Cruzeiro do Sul deu início, nesta quinta-feira (11), a um novo ciclo de ressocialização com a assinatura do termo de cooperação entre o Instituto de Administração Penitenciária do Acre (IAPEN) e a Prefeitura. O acordo permitirá que 20 reeducandos da Penitenciária Manoel Neri passem a trabalhar em serviços do município, recebendo remuneração, redução de pena e oportunidade de reintegração social.

O juiz federal Filipe de Oliveira Lins, presente na cerimônia, destacou a relevância da iniciativa para reconstruir trajetórias e ampliar oportunidades.
“As pessoas que entram no sistema carcerário têm histórias e contextos muito diferentes. Há quem faça do crime um meio de vida, mas também há quem tenha caído nessa situação por circunstâncias da vida e deseja voltar para a sociedade. Proporcionar emprego digno e reintegração é essencial”, afirmou o magistrado.
Segundo ele, a seleção dos participantes segue critérios rigorosos. “A análise leva em conta o tipo de crime, se a pessoa é primária ou reincidente, sua estrutura social e familiar. É um cuidado para garantir que sejam pessoas aptas a contribuir com a sociedade, sem oferecer riscos.”


O secretário municipal da Casa Civil, Ney Mazzaro, representando o prefeito Zequinha Lima, explicou que a parceria atende a uma demanda urgente da administração municipal.
“Cruzeiro do Sul é uma cidade de médio porte, com muitas demandas. Nada mais justo do que aproveitar esse programa tão bem-sucedido. É importante para o município, mas também para os reeducandos, que têm redução de pena e a chance de recomeçar”, afirmou.
Ele adiantou que o número de trabalhadores pode crescer: “Solicitamos 20 apenados neste primeiro momento, mas podemos ampliar. É uma mão de obra qualificada, avaliada internamente e com competências que serão muito úteis na gestão pública.”
Marcos Franklin Costa, diretor do IAPEN, ressaltou que a parceria cumpre o papel institucional do órgão e segue diretrizes nacionais.
“Com a homologação do Plano Pena Justa pelo STF, ganhamos ferramentas para melhorar o cumprimento da pena e reduzir a superlotação. Esse trabalho externo é fundamental para isso”, disse.
Frank explicou como funciona o modelo: “Os apenados são liberados, monitorados eletronicamente, recebem remuneração e têm direito à remição — a cada três dias trabalhados, um é descontado da pena.”

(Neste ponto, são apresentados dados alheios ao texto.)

//! Error types for snapshot fetching.

use thiserror::Error;

/// Result type alias for fetch operations.
pub type FetchResult<T> = Result<T, FetchError>;

/// Errors returned by a `SnapshotFetcher`.
///
/// Every error is either transient (worth retrying on the next cycle) or
/// permanent (retrying cannot succeed without operator action).
#[derive(Debug, Clone, Error, PartialEq, Eq)]
pub enum FetchError {
    #[error("transport error: {0}")]
    Transport(String),

    #[error("request timed out: {0}")]
    Timeout(String),

    #[error("rate limited by provider")]
    RateLimited,

    #[error("provider error (HTTP {status}): {message}")]
    Server { status: u16, message: String },

    #[error("authentication rejected (HTTP {status}): {message}")]
    Unauthorized { status: u16, message: String },

    #[error("request rejected (HTTP {status}): {message}")]
    Rejected { status: u16, message: String },

    #[error("failed to decode response: {0}")]
    Decode(String),

    #[error("invalid client configuration: {0}")]
    Config(String),
}

impl FetchError {
    /// Whether the error may clear up on its own.
    pub fn is_transient(&self) -> bool {
        matches!(
            self,
            FetchError::Transport(_)
                | FetchError::Timeout(_)
                | FetchError::RateLimited
                | FetchError::Server { .. }
        )
    }

    /// Classify an HTTP error status returned by the provider.
    pub fn from_status(status: u16, message: impl Into<String>) -> Self {
        let message = message.into();
        match status {
            429 => FetchError::RateLimited,
            401 | 403 => FetchError::Unauthorized { status, message },
            500..=599 => FetchError::Server { status, message },
            _ => FetchError::Rejected { status, message },
        }
    }
}
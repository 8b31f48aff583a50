//! Per-frame visibility results

use std::sync::Arc;

use crate::render::Material;
use crate::scene::{DrawableId, Light, LightId, MeshHandle};

/// A drawable that survived culling for one viewpoint
#[derive(Debug, Clone, PartialEq)]
pub struct VisibleDrawable {
    /// Scene handle of the drawable
    pub id: DrawableId,
    /// Geometry to draw
    pub mesh: MeshHandle,
    /// Material assigned to the drawable
    pub material: Arc<Material>,
    /// View-space depth of the drawable's bounds center
    pub depth: f32,
    /// Position in the visibility result, used as the final sort tie-breaker
    pub order: u32,
}

/// A light affecting one viewpoint
#[derive(Debug, Clone, PartialEq)]
pub struct VisibleLight {
    /// Scene handle of the light
    pub id: LightId,
    /// Light parameters
    pub light: Light,
}

/// Drawables and lights visible from a viewpoint
///
/// Valid only for the frame it was produced in.
#[derive(Debug, Clone, Default, PartialEq)]
pub struct VisibilityResult {
    drawables: Vec<VisibleDrawable>,
    lights: Vec<VisibleLight>,
}

impl VisibilityResult {
    /// Result with nothing visible
    pub fn empty() -> Self {
        Self::default()
    }

    /// Create a result from culled drawables and lights
    pub fn new(drawables: Vec<VisibleDrawable>, lights: Vec<VisibleLight>) -> Self {
        Self { drawables, lights }
    }

    /// Visible drawables in culling order
    pub fn drawables(&self) -> &[VisibleDrawable] {
        &self.drawables
    }

    /// Visible lights
    pub fn lights(&self) -> &[VisibleLight] {
        &self.lights
    }

    /// Whether nothing at all is visible
    pub fn is_empty(&self) -> bool {
        self.drawables.is_empty() && self.lights.is_empty()
    }
}
//! Foundation module - Core utilities and types
//!
//! This module provides fundamental utilities used throughout the pipeline:
//! - Math types and operations
//! - Logging initialization

pub mod math;
pub mod logging;
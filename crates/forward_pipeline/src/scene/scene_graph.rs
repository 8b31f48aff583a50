//! Bounding volumes and view frustum for visibility culling

use crate::foundation::math::{Mat4, Mat4Ext, Point3, Vec3, Vec4};

/// Axis-Aligned Bounding Box for spatial queries
#[derive(Debug, Clone, Copy, PartialEq)]
pub struct AABB {
    /// Minimum corner of the bounding box
    pub min: Vec3,
    /// Maximum corner of the bounding box
    pub max: Vec3,
}

impl AABB {
    /// Create an AABB centered at a point with given extents
    pub fn from_center_extents(center: Vec3, extents: Vec3) -> Self {
        Self {
            min: center - extents,
            max: center + extents,
        }
    }

    /// Get the center of the AABB
    pub fn center(&self) -> Vec3 {
        (self.min + self.max) * 0.5
    }

    /// Get the extents (half-size) of the AABB
    pub fn extents(&self) -> Vec3 {
        (self.max - self.min) * 0.5
    }

    /// The eight corners of the box
    pub fn corners(&self) -> [Vec3; 8] {
        let (lo, hi) = (self.min, self.max);
        [
            Vec3::new(lo.x, lo.y, lo.z),
            Vec3::new(hi.x, lo.y, lo.z),
            Vec3::new(lo.x, hi.y, lo.z),
            Vec3::new(hi.x, hi.y, lo.z),
            Vec3::new(lo.x, lo.y, hi.z),
            Vec3::new(hi.x, lo.y, hi.z),
            Vec3::new(lo.x, hi.y, hi.z),
            Vec3::new(hi.x, hi.y, hi.z),
        ]
    }

    /// Bounding box of this box after an affine transform
    pub fn transformed(&self, transform: &Mat4) -> Self {
        let mut min = Vec3::repeat(f32::INFINITY);
        let mut max = Vec3::repeat(f32::NEG_INFINITY);

        for corner in self.corners() {
            let p = transform.transform_point(&Point3::from(corner)).coords;
            min = min.inf(&p);
            max = max.sup(&p);
        }

        Self { min, max }
    }
}

/// Plane defined by normal and distance from origin
#[derive(Debug, Clone, Copy, PartialEq)]
pub struct Plane {
    /// Normal vector (normalized)
    pub normal: Vec3,
    /// Distance from origin along the normal
    pub distance: f32,
}

impl Plane {
    /// Plane from `(a, b, c, d)` coefficients of `ax + by + cz + d = 0`
    ///
    /// Returns `None` if the normal part is degenerate.
    pub fn from_coefficients(coefficients: Vec4) -> Option<Self> {
        let normal = coefficients.xyz();
        let length = normal.norm();
        if !length.is_finite() || length <= f32::EPSILON {
            return None;
        }
        Some(Self {
            normal: normal / length,
            distance: coefficients.w / length,
        })
    }

    /// Calculate signed distance from plane to point
    pub fn distance_to_point(&self, point: Vec3) -> f32 {
        self.normal.dot(&point) + self.distance
    }
}

/// Frustum for visibility culling
///
/// Plane normals point into the view volume.
#[derive(Debug, Clone, PartialEq)]
pub struct Frustum {
    /// Six planes defining the frustum (left, right, bottom, top, near, far)
    pub planes: [Plane; 6],
}

impl Frustum {
    /// Extract frustum planes from a view-projection matrix
    ///
    /// Gribb-Hartmann extraction for clip space with depth in `[0, 1]`.
    /// Returns `None` when any plane degenerates, which happens for matrices
    /// built from invalid projection parameters.
    pub fn from_matrix(vp_matrix: &Mat4) -> Option<Self> {
        let r0 = vp_matrix.row_vector(0);
        let r1 = vp_matrix.row_vector(1);
        let r2 = vp_matrix.row_vector(2);
        let r3 = vp_matrix.row_vector(3);

        Some(Self {
            planes: [
                Plane::from_coefficients(r3 + r0)?,
                Plane::from_coefficients(r3 - r0)?,
                Plane::from_coefficients(r3 + r1)?,
                Plane::from_coefficients(r3 - r1)?,
                Plane::from_coefficients(r2)?,
                Plane::from_coefficients(r3 - r2)?,
            ],
        })
    }

    /// Check if an AABB is inside or intersects the frustum
    pub fn intersects_aabb(&self, aabb: &AABB) -> bool {
        for plane in &self.planes {
            // Corner furthest along the plane normal
            let mut p = aabb.min;
            if plane.normal.x >= 0.0 { p.x = aabb.max.x; }
            if plane.normal.y >= 0.0 { p.y = aabb.max.y; }
            if plane.normal.z >= 0.0 { p.z = aabb.max.z; }

            if plane.distance_to_point(p) < 0.0 {
                return false;
            }
        }

        true
    }

    /// Check if a sphere is inside or intersects the frustum
    pub fn intersects_sphere(&self, center: Vec3, radius: f32) -> bool {
        self.planes
            .iter()
            .all(|plane| plane.distance_to_point(center) >= -radius)
    }
}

A ampliação do programa para outras cidades também foi mencionada. “Já assinamos termo de cooperação com Tarauacá, e outras prefeituras também demonstram interesse”, completou.
O diretor de reintegração social do IAPEN, André Vinicius, explicou o processo de seleção e o destino da remuneração paga pela prefeitura através do fundo do IAPEN.
“A avaliação é feita pela nossa equipe e depois pela Vara de Execução Penal e pelo Ministério Público. O pagamento é dividido em quatro partes: 50% para reparar danos, 25% para o preso e 25% para a família”, detalhou.
Ele reforçou que o impacto na vida dos reeducandos vai além do aspecto financeiro:
“Eles saem empregados, com certificado, com qualificação. Nós sempre perguntamos: como queremos que essa pessoa volte ao convívio social — do mesmo jeito que entrou ou diferente, com experiência e oportunidade?”
Com o início imediato da triagem e análise dos 20 nomes solicitados pelo município, o programa começa a integrar gradualmente os reeducandos ao trabalho externo. A expectativa é que os primeiros grupos iniciem suas atividades nas próximas semanas, fortalecendo a política de ressocialização no Vale do Juruá.